The Ural known before 1775 as the Yaik, is a river flowing through Russia and Kazakhstan in the continental border between Europe and Asia. It originates in the southern Ural Mountains and discharges into the Caspian Sea. At 2,428 kilometres (1,509 mi), it is the third-longest river in Europe after the Volga and the Danube, and the 18th-longest river in Asia. The Ural is conventionally considered part of the boundary between the continents of Europe and Asia.

 

The Dnieper

The Dnieper also called Dnipro or Dniapro, is one of the major transboundary rivers of Europe, rising in the Valdai Hills near Smolensk, Russia, before flowing through Belarus and Ukraine to the Black Sea. Approximately 2,200 km (1,400 mi) long, with a drainage basin of 504,000 square kilometres (195,000 sq mi), it is the longest river of Ukraine and Belarus and the fourth-longest river in Europe, after the Volga, Danube, and Ural rivers.

 

The Rhine 

The Rhine is one of the major European rivers. The river begins in the Swiss Alps.   After that the Rhine defines much of the Franco-German border, after which it flows in a mostly northerly direction through the German Rhineland. Finally in Germany, the Rhine turns into a predominantly westerly direction and flows into the Netherlands where it eventually empties into the North Sea.

 

The Rhone

The Rhone is a major river in France and Switzerland, rising in the Alps and flowing west and south through Lake Geneva and southeastern France before discharging into the Mediterranean Sea.

 

The Seine 

The Seine is a 777-kilometre-long (483 mi) river in northern France. Its drainage basin is in the Paris Basin (a geological relative lowland) covering most of northern France. It is navigable by ocean-going vessels as far as Rouen, 120 kilometres (75 mi) from the sea.
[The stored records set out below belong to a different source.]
fn upcoming_panels(_: &ControlValues<'_>, _: &DashboardSettings) -> Vec<PanelSpec> {
    vec![PanelSpec::new(
        "Upcoming Releases",
        ViewConfig::new().filter(Filter::Upcoming),
        ChartSpec::Listing,
    )]
}

// ---- Genres ----

fn decade_controls(table: &Table, _: &DashboardSettings) -> Vec<Control> {
    let options = table.decades().into_iter().map(|d| d.to_string()).collect();
    vec![Control::dropdown("decade", "Decade", options, None)]
}

fn selected_decade(v: &ControlValues<'_>) -> Option<i32> {
    v.text("decade").and_then(|s| s.parse().ok())
}

fn decade_filter(decade: i32) -> Filter {
    Filter::Equals {
        key: GroupKey::Decade,
        value: KeyValue::Decade(decade),
    }
}

fn genre_decades_panels(v: &ControlValues<'_>, _: &DashboardSettings) -> Vec<PanelSpec> {
    let leaders = PanelSpec::new(
        "Biggest Genre per Decade",
        ViewConfig::new()
            .group_by("decade")
            .group_by("genres")
            .reducer(Reducer::Count)
            .order(SortOrder::LeaderPerFirstKey),
        bars("Decade / Genre", "Number of Films"),
    );
    let distribution = match selected_decade(v) {
        Some(d) => PanelSpec::new(
            format!("Genre Distribution in {}", d),
            ViewConfig::new()
                .group_by("genres")
                .reducer(Reducer::Count)
                .filter(decade_filter(d))
                .order(SortOrder::ByValueDesc),
            bars("Genre", "Number of Films"),
        ),
        None => PanelSpec::empty("Genre Distribution", bars("Genre", "Number of Films")),
    };
    vec![leaders, distribution]
}

fn genre_popularity_panels(v: &ControlValues<'_>, _: &DashboardSettings) -> Vec<PanelSpec> {
    let chart = bars("Genre", "Average Popularity");
    match selected_decade(v) {
        Some(d) => vec![PanelSpec::new(
            format!("Genre Ranking in {}", d),
            ViewConfig::new()
                .attribute(Some("popularity"))
                .group_by("genres")
                .filter(decade_filter(d))
                .order(SortOrder::ByValueDesc),
            chart,
        )],
        None => vec![PanelSpec::empty("Genre Ranking", chart)],
    }
}

fn genre_controls(table: &Table, _: &DashboardSettings) -> Vec<Control> {
    let options = table.categories(CategoricalColumn::Genres, 1);
    vec![Control::dropdown("genre", "Genre", options, None)]
}

fn genre_rating_panels(v: &ControlValues<'_>, _: &DashboardSettings) -> Vec<PanelSpec> {
    let chart = bars("Decade", "Average Vote Score");
    match v.text("genre") {
        Some(g) => vec![PanelSpec::new(
            format!("Average Vote Score for {} Over Decades", g),
            ViewConfig::new()
                .attribute(Some("vote_average"))
                .group_by("decade")
                .filter(Filter::Equals {
                    key: GroupKey::Category(CategoricalColumn::Genres),
                    value: KeyValue::Text(g.to_string()),
                }),
            chart,
        )],
        None => vec![PanelSpec::empty("Average Vote Score", chart)],
    }
}

fn adult_controls(_: &Table, _: &DashboardSettings) -> Vec<Control> {
    vec![
        Control::dropdown(
            "metric",
            "Metric",
            vec!["revenue".into(), "vote_average".into()],
            Some("revenue"),
        ),
        low_votes_toggle(),
    ]
}

fn adult_panels(v: &ControlValues<'_>, _: &DashboardSettings) -> Vec<PanelSpec> {
    let metric = v.text("metric");
    vec![PanelSpec::new(
        format!(
            "Comparison of Adult and Non-Adult Movies by {}",
            label(metric)
        ),
        ViewConfig::new()
            .attribute(metric)
            .group_by("adult")
            .filters(low_votes_filter(v)),
        bars("Movie Type", &label(metric)),
    )]
}
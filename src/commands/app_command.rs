use crate::views::ControlEvent;
use std::path::PathBuf;
use std::str::FromStr;

#[derive(Debug, Clone, PartialEq)]
pub enum AppCommand {
    /// 按 id 切换区块
    Show {
        section: String,
    },
    /// 菜单选择，按序号切换（内部使用）
    Open(usize),
    Set {
        control: String,
        value: String,
    },
    Clear {
        control: String,
    },
    /// 按键产生的控件事件（内部使用）
    Control(ControlEvent),
    Sections,
    Export {
        path: PathBuf,
    },
    Reload,
    Help,
    Quit,
    Unknown(String),
}

pub const COMMANDS: &[&str] = &[
    "show", "set", "clear", "sections", "export", "reload", "help", "quit",
];

pub const HELP_TEXT: &str = "可用命令:\n  \
show <section>        切换区块\n  \
set <control> <value> 设置当前区块的控件\n  \
clear <control>       清空下拉框或阈值\n  \
sections              列出所有区块\n  \
export <path>         导出当前视图为 JSON\n  \
reload                重新加载数据集\n  \
help                  显示帮助\n  \
quit                  退出";

impl FromStr for AppCommand {
    type Err = ();

    fn from_str(s: &str) -> Result<Self, Self::Err> {
        let parts: Vec<&str> = s.split_whitespace().collect();
        if parts.is_empty() {
            return Ok(AppCommand::Unknown("".to_string()));
        }

        match parts[0] {
            "show" | "open" => match parts.get(1) {
                Some(id) => Ok(AppCommand::Show {
                    section: id.to_string(),
                }),
                None => Ok(AppCommand::Unknown("用法: show <section>".to_string())),
            },
            "set" => {
                if parts.len() < 3 {
                    return Ok(AppCommand::Unknown("用法: set <control> <value>".to_string()));
                }
                // 值可以带空格，例如 "United States of America"
                Ok(AppCommand::Set {
                    control: parts[1].to_string(),
                    value: parts[2..].join(" "),
                })
            }
            "clear" => match parts.get(1) {
                Some(c) => Ok(AppCommand::Clear {
                    control: c.to_string(),
                }),
                None => Ok(AppCommand::Unknown("用法: clear <control>".to_string())),
            },
            "sections" | "ls" => Ok(AppCommand::Sections),
            "export" => {
                let path = parts[1..].join(" ");
                if path.is_empty() {
                    Ok(AppCommand::Unknown("用法: export <path>".to_string()))
                } else {
                    Ok(AppCommand::Export {
                        path: PathBuf::from(path),
                    })
                }
            }
            "reload" => Ok(AppCommand::Reload),
            "help" | "h" => Ok(AppCommand::Help),
            "quit" | "q" | "exit" => Ok(AppCommand::Quit),
            _ => Ok(AppCommand::Unknown(format!("未知命令: {}", parts[0]))),
        }
    }
}

impl AppCommand {
    /// 把 set/clear 转为控件事件；其它命令返回 None
    pub fn control_event(&self) -> Option<ControlEvent> {
        match self {
            AppCommand::Set { control, value } => Some(ControlEvent::Set {
                control: control.clone(),
                value: value.clone(),
            }),
            AppCommand::Clear { control } => Some(ControlEvent::Clear {
                control: control.clone(),
            }),
            AppCommand::Control(ev) => Some(ev.clone()),
            _ => None,
        }
    }
}
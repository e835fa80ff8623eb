use crate::dataset::column::{CategoricalColumn, NumericColumn};
use chrono::{Datelike, NaiveDate};
use serde::Serialize;

#[derive(Debug, Clone, PartialEq, Default, Serialize)]
pub struct Movie {
    pub id: Option<i64>,
    pub title: String,
    pub release_date: Option<NaiveDate>,
    pub budget: Option<f64>,
    pub revenue: Option<f64>,
    pub popularity: Option<f64>,
    pub vote_average: Option<f64>,
    pub vote_count: Option<f64>,
    pub runtime: Option<f64>,
    pub genres: String,
    pub production_companies: String,
    pub production_countries: String,
    pub adult: bool,
    pub status: String,
    /// 派生字段，仅对截止日期之前的有效日期有值
    pub decade: Option<i32>,
}

impl Movie {
    pub fn metric(&self, column: NumericColumn) -> Option<f64> {
        let v = match column {
            NumericColumn::Id => self.id.map(|i| i as f64),
            NumericColumn::Budget => self.budget,
            NumericColumn::Revenue => self.revenue,
            NumericColumn::Popularity => self.popularity,
            NumericColumn::VoteAverage => self.vote_average,
            NumericColumn::VoteCount => self.vote_count,
            NumericColumn::Runtime => self.runtime,
        };
        v.filter(|x| x.is_finite())
    }

    pub fn category(&self, column: CategoricalColumn) -> &str {
        match column {
            CategoricalColumn::Genres => &self.genres,
            CategoricalColumn::ProductionCompanies => &self.production_companies,
            CategoricalColumn::ProductionCountries => &self.production_countries,
        }
    }

    pub fn set_category(&mut self, column: CategoricalColumn, value: String) {
        match column {
            CategoricalColumn::Genres => self.genres = value,
            CategoricalColumn::ProductionCompanies => self.production_companies = value,
            CategoricalColumn::ProductionCountries => self.production_countries = value,
        }
    }

    pub fn is_released_before(&self, cutoff: NaiveDate) -> bool {
        self.release_date.is_some_and(|d| d < cutoff)
    }

    /// 按截止日期补齐 decade；已有值时保持不变
    pub fn derive_decade(&mut self, cutoff: NaiveDate) {
        if self.decade.is_some() {
            return;
        }
        if self.is_released_before(cutoff) {
            self.decade = self.release_date.map(|d| decade_of(d.year()));
        }
    }
}

pub fn decade_of(year: i32) -> i32 {
    year.div_euclid(10) * 10
}
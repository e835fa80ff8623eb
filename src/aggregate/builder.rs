use crate::aggregate::error::ViewError;
use crate::aggregate::explode::explode;
use crate::aggregate::filter::Filter;
use crate::aggregate::stats::{describe, SummaryStats};
use crate::dataset::{CategoricalColumn, GroupKey, KeyValue, Movie, NumericColumn, Table};
use serde::Serialize;
use std::collections::BTreeMap;

#[derive(Debug, Clone, Copy, PartialEq, Eq, Serialize)]
pub enum Reducer {
    Mean,
    Sum,
    Count,
}

impl Reducer {
    pub fn from_name(name: &str) -> Option<Self> {
        match name.trim().to_ascii_lowercase().as_str() {
            "mean" | "avg" | "average" => Some(Reducer::Mean),
            "sum" | "total" => Some(Reducer::Sum),
            "count" => Some(Reducer::Count),
            _ => None,
        }
    }
}

#[derive(Debug, Clone, Copy, PartialEq, Eq, Serialize)]
pub enum SortOrder {
    ByKey,
    ByValueDesc,
    /// 每个首键只保留值最大的一行（如：每个年代最多的类型）
    LeaderPerFirstKey,
}

#[derive(Debug, Clone, PartialEq, Serialize)]
pub struct ViewConfig {
    pub attribute: Option<String>,
    pub group_keys: Vec<String>,
    pub reducer: Reducer,
    pub filters: Vec<Filter>,
    pub order: SortOrder,
    pub limit: Option<usize>,
    pub summary: bool,
}

impl Default for ViewConfig {
    fn default() -> Self {
        Self {
            attribute: None,
            group_keys: Vec::new(),
            reducer: Reducer::Mean,
            filters: Vec::new(),
            order: SortOrder::ByKey,
            limit: None,
            summary: false,
        }
    }
}

impl ViewConfig {
    pub fn new() -> Self {
        Self::default()
    }

    pub fn attribute(mut self, name: Option<impl Into<String>>) -> Self {
        self.attribute = name.map(Into::into);
        self
    }

    pub fn group_by(mut self, key: impl Into<String>) -> Self {
        self.group_keys.push(key.into());
        self
    }

    pub fn reducer(mut self, reducer: Reducer) -> Self {
        self.reducer = reducer;
        self
    }

    pub fn filter(mut self, filter: Filter) -> Self {
        self.filters.push(filter);
        self
    }

    pub fn filters(mut self, filters: impl IntoIterator<Item = Filter>) -> Self {
        self.filters.extend(filters);
        self
    }

    pub fn order(mut self, order: SortOrder) -> Self {
        self.order = order;
        self
    }

    pub fn limit(mut self, n: usize) -> Self {
        self.limit = Some(n);
        self
    }

    pub fn with_summary(mut self) -> Self {
        self.summary = true;
        self
    }

    fn needs_attribute(&self) -> bool {
        self.summary || (!self.group_keys.is_empty() && self.reducer != Reducer::Count)
    }
}

#[derive(Debug, Clone, PartialEq, Serialize)]
pub struct AggregateRow {
    pub keys: Vec<KeyValue>,
    pub value: f64,
    /// 组内行数
    pub count: usize,
}

#[derive(Debug, Clone, PartialEq, Serialize)]
pub struct AggregateView {
    pub attribute: Option<NumericColumn>,
    pub group_keys: Vec<GroupKey>,
    pub reducer: Reducer,
    pub rows: Vec<AggregateRow>,
    pub summary: Option<SummaryStats>,
    /// 过滤后的记录，供散点图/直方图/列表使用
    #[serde(skip)]
    pub records: Vec<Movie>,
}

impl AggregateView {
    pub fn values(&self, column: NumericColumn) -> Vec<f64> {
        self.records.iter().filter_map(|m| m.metric(column)).collect()
    }
}

/// 纯函数：同样的表和配置得到同样的结果，不修改源表
pub struct AggregateViewBuilder<'a> {
    table: &'a Table,
}

impl<'a> AggregateViewBuilder<'a> {
    pub fn new(table: &'a Table) -> Self {
        Self { table }
    }

    pub fn build(&self, cfg: &ViewConfig) -> Result<AggregateView, ViewError> {
        if cfg.group_keys.len() > 2 {
            return Err(ViewError::TooManyGroupKeys(cfg.group_keys.len()));
        }
        let attribute = match cfg.attribute.as_deref().map(str::trim) {
            Some(name) if !name.is_empty() => Some(self.table.numeric_column(name)?),
            _ => None,
        };
        if attribute.is_none() && cfg.needs_attribute() {
            return Err(ViewError::EmptySelection);
        }
        let keys = cfg
            .group_keys
            .iter()
            .map(|k| self.table.group_key(k))
            .collect::<Result<Vec<_>, _>>()?;
        self.check_filter_columns(&cfg.filters)?;

        let cutoff = self.table.release_cutoff();
        let mut records = self.table.records().to_vec();
        for m in records.iter_mut() {
            m.derive_decade(cutoff);
        }

        for column in exploded_columns(&keys, &cfg.filters) {
            records = explode(records, column);
        }

        for f in &cfg.filters {
            records = f.apply(records, cutoff);
        }

        let summary = match (cfg.summary, attribute) {
            (true, Some(column)) => {
                let values: Vec<f64> = records.iter().filter_map(|m| m.metric(column)).collect();
                Some(describe(&values))
            }
            _ => None,
        };

        let mut rows = if keys.is_empty() {
            Vec::new()
        } else {
            group_rows(&records, &keys, attribute, cfg.reducer)
        };
        sort_rows(&mut rows, cfg.order);
        if let Some(n) = cfg.limit {
            rows.truncate(n);
        }

        Ok(AggregateView {
            attribute,
            group_keys: keys,
            reducer: cfg.reducer,
            rows,
            summary,
            records,
        })
    }

    fn check_filter_columns(&self, filters: &[Filter]) -> Result<(), ViewError> {
        for f in filters {
            for c in f.numeric_columns() {
                if !self.table.has_column(c.name()) {
                    return Err(ViewError::MissingColumn(c.name().to_string()));
                }
            }
            if let Some(c) = f.categorical_column() {
                if !self.table.has_column(c.name()) {
                    return Err(ViewError::MissingColumn(c.name().to_string()));
                }
            }
            if let Filter::Equals { key, .. } = f {
                if !self.table.has_column(key.source_column()) {
                    return Err(ViewError::MissingColumn(key.name().to_string()));
                }
            }
        }
        Ok(())
    }
}

fn exploded_columns(keys: &[GroupKey], filters: &[Filter]) -> Vec<CategoricalColumn> {
    let mut out: Vec<CategoricalColumn> = Vec::new();
    let from_keys = keys.iter().filter_map(|k| match k {
        GroupKey::Category(c) => Some(*c),
        _ => None,
    });
    let from_filters = filters.iter().filter_map(Filter::categorical_column);
    for c in from_keys.chain(from_filters) {
        if !out.contains(&c) {
            out.push(c);
        }
    }
    out
}

#[derive(Default)]
struct Accumulator {
    rows: usize,
    values: usize,
    sum: f64,
}

fn group_rows(
    records: &[Movie],
    keys: &[GroupKey],
    attribute: Option<NumericColumn>,
    reducer: Reducer,
) -> Vec<AggregateRow> {
    let mut groups: BTreeMap<Vec<KeyValue>, Accumulator> = BTreeMap::new();
    for m in records {
        let Some(key) = keys.iter().map(|k| k.value_of(m)).collect::<Option<Vec<_>>>() else {
            continue;
        };
        let acc = groups.entry(key).or_default();
        acc.rows += 1;
        if let Some(v) = attribute.and_then(|c| m.metric(c)) {
            acc.values += 1;
            acc.sum += v;
        }
    }

    groups
        .into_iter()
        .filter_map(|(keys, acc)| {
            let value = match reducer {
                Reducer::Count => acc.rows as f64,
                Reducer::Sum if acc.values > 0 => acc.sum,
                Reducer::Mean if acc.values > 0 => acc.sum / acc.values as f64,
                _ => return None,
            };
            Some(AggregateRow {
                keys,
                value,
                count: acc.rows,
            })
        })
        .collect()
}

fn sort_rows(rows: &mut Vec<AggregateRow>, order: SortOrder) {
    match order {
        // BTreeMap 已按键排序
        SortOrder::ByKey => {}
        SortOrder::ByValueDesc => rows.sort_by(|a, b| b.value.total_cmp(&a.value)),
        SortOrder::LeaderPerFirstKey => {
            let mut leaders: Vec<AggregateRow> = Vec::new();
            for row in rows.drain(..) {
                match leaders.last_mut() {
                    Some(last) if last.keys.first() == row.keys.first() => {
                        if row.value > last.value {
                            *last = row;
                        }
                    }
                    _ => leaders.push(row),
                }
            }
            *rows = leaders;
        }
    }
}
Over 60 percent of its length, as far as Burgundy, is negotiable by large barges and most tour boats, and nearly its whole length is available for recreational boating; excursion boats offer sightseeing tours of the river banks in the capital city, Paris.

 


 

Important Dams and canals:

growth of transport by inland waterways in Europe, picked up after 2nd world war, aided & coordinated by the various international authorities, resulted in an enlarged and integrated network brought up to a minimum common standard for craft of 1,350 tons. With the Rhine, the Moselle, and their tributaries dominating the German system and providing outlets for the Dutch and Belgian systems and connecting with the French network.

The Main-Danube waterway connecting the Rhine with the Black Sea was completed in 1992 and provides a route for traffic between eastern and western Europe through Germany.

English Channel – English Channel is an arm of the Atlantic Ocean that is situated between the southern coast of the Island of Great Britain and the northern coast of France. In the north, the Strait of Dover links the English Channel with the North Sea. Several islands such as the Channel Islands, Isle of Wight, Chausey, and Mont Saint-Michel are situated in the Channel. The English Channel is also one the busiest shipping routes in the world.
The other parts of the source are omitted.